Providing space to serve community: Cedar Rapids nonprofits pay nearly nothing as tenants of Mercy center

October 2023

The Kids First Law Center is among the nonprofits that get nearly free office space from Mercy Cedar Rapids. Kids First Executive Director Jenny Schulz is at the office of that organization for kids navigating their parents' conflicted relationships. Credit: Josh Booth /Diamond Label Films


CEDAR RAPIDS, Iowa — When a disastrous flood in 2008 displaced numerous nonprofits and simultaneously hyperinflated the cost of office space here, Mercy Cedar Rapids came up with a creative idea that has since benefited multiple nonprofits, their clients, the community and the health system.

The health system transformed a somewhat dilapidated 100-year-old building it owned near its campus from an underutilized storage site into a vital hub for nonprofits. The building houses five mission-based organizations, at negligible cost to those tenants.

The arrangement has allowed Mercy Cedar Rapids to serve the community in a distinct way and the center's tenants to direct funds that normally would go toward leasing or renting office space to programming, services and material aid to vulnerable people.


The Sisters of Mercy established Mercy Cedar Rapids with a mission to serve people in need, says Melissa Dean, director of health equity and community partnerships at the 424-bed Mercy Medical Center, part of Mercy Cedar Rapids. She says with the nonprofits hub, "we are continuing to address needs in a way that the founding sisters would wholeheartedly support. There's a spirit in this building — the people here love what they do, they have a passion for serving others. The work they're doing is really hard, but they have that spirit."

YPN volunteer Rebecca Hein provides child care. It is common for the nonprofit's volunteers to tend to children while parents and guardians attend prenatal and parenting education activities.

Alejandro Pino is executive director of the nonprofit YPN (formerly, Young Parents Network), which is a center tenant. He says, "Mercy's presence is seen and felt throughout the community. Our mission aligns with their focus of service."

A building with a purpose
On June 13, 2008, the Cedar River that runs through Cedar Rapids crested at 31.12 feet, more than 11 feet higher than the prior record. The waters flooded 10 square miles, or 14%, of the city. An estimated 1,300 damaged properties had to be demolished. Nonprofits were among the 486 tax-exempt facilities hit.
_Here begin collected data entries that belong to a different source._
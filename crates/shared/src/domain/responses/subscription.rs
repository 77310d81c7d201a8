use crate::model::SubscriptionModel;
use serde::{Deserialize, Serialize};
use utoipa::ToSchema;
use uuid::Uuid;

#[derive(Debug, Serialize, Deserialize, Clone, PartialEq, ToSchema)]
pub struct SubscriptionResponse {
    pub id: Uuid,
    pub user_id: Uuid,
    pub service_name: String,
    pub price: i64,
    #[schema(example = "07-2025")]
    pub start_date: String,
    #[schema(example = "12-2025")]
    pub end_date: Option<String>,
    pub created_at: Option<String>,
}

#[derive(Debug, Serialize, Deserialize, Clone, Copy, PartialEq, Eq, ToSchema)]
pub struct TotalCostResponse {
    pub total_cost: i64,
}

// model to response
impl From<SubscriptionModel> for SubscriptionResponse {
    fn from(value: SubscriptionModel) -> Self {
        SubscriptionResponse {
            id: value.id,
            user_id: value.user_id,
            service_name: value.service_name,
            price: value.price,
            start_date: value.start_date.to_string(),
            end_date: value.end_date.map(|d| d.to_string()),
            created_at: value.created_at.map(|dt| dt.to_string()),
        }
    }
}
use thiserror::Error;

#[derive(Debug, Error)]
pub enum RepositoryError {
    #[error("Record not found")]
    NotFound,

    #[error("Already exists: {0}")]
    AlreadyExists(String),

    #[error("Constraint violation: {0}")]
    Constraint(String),

    #[error("SQLx error: {0}")]
    Sqlx(sqlx::Error),

    #[error("Custom error: {0}")]
    Custom(String),
}

impl From<sqlx::Error> for RepositoryError {
    fn from(err: sqlx::Error) -> Self {
        match &err {
            sqlx::Error::RowNotFound => RepositoryError::NotFound,
            sqlx::Error::Database(db_err) => match db_err.code().as_deref() {
                // unique_violation
                Some("23505") => RepositoryError::AlreadyExists(db_err.message().to_string()),
                // check_violation / not_null_violation
                Some("23514") | Some("23502") => {
                    RepositoryError::Constraint(db_err.message().to_string())
                }
                _ => RepositoryError::Sqlx(err),
            },
            _ => RepositoryError::Sqlx(err),
        }
    }
}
In the wake of the disaster, many nonprofits had nowhere to go. Their spaces were unsalvageable. But they couldn't afford to relocate, since undamaged office space in Cedar Rapids was at a premium. For Boys & Girls Clubs of the Corridor, for instance, the $250,000 insurance reimbursement would not cover the rebuilding cost, and the city declared eminent domain on the club's old site.

Shoppers browse for clothing, toys and other items at the We Care Shop at YPN. YPN participants earn incentive points to purchase baby care items in the store. Ways to earn points include meeting with an accredited YPN parent educator and documenting healthy behaviors. The shop is fully stocked by community donations and run by YPN staff and volunteers. Credit: Josh Booth /Diamond Label Films

Sr. Susan O'Connor, RSM, then Mercy Cedar Rapids vice president of mission integration, became aware of the nonprofits' office space problem and remembered that the one-hospital health system already had allowed nonprofit organizations to have free office space in a building owned by the hospital before. She wondered: Could Mercy Cedar Rapids again house nonprofits?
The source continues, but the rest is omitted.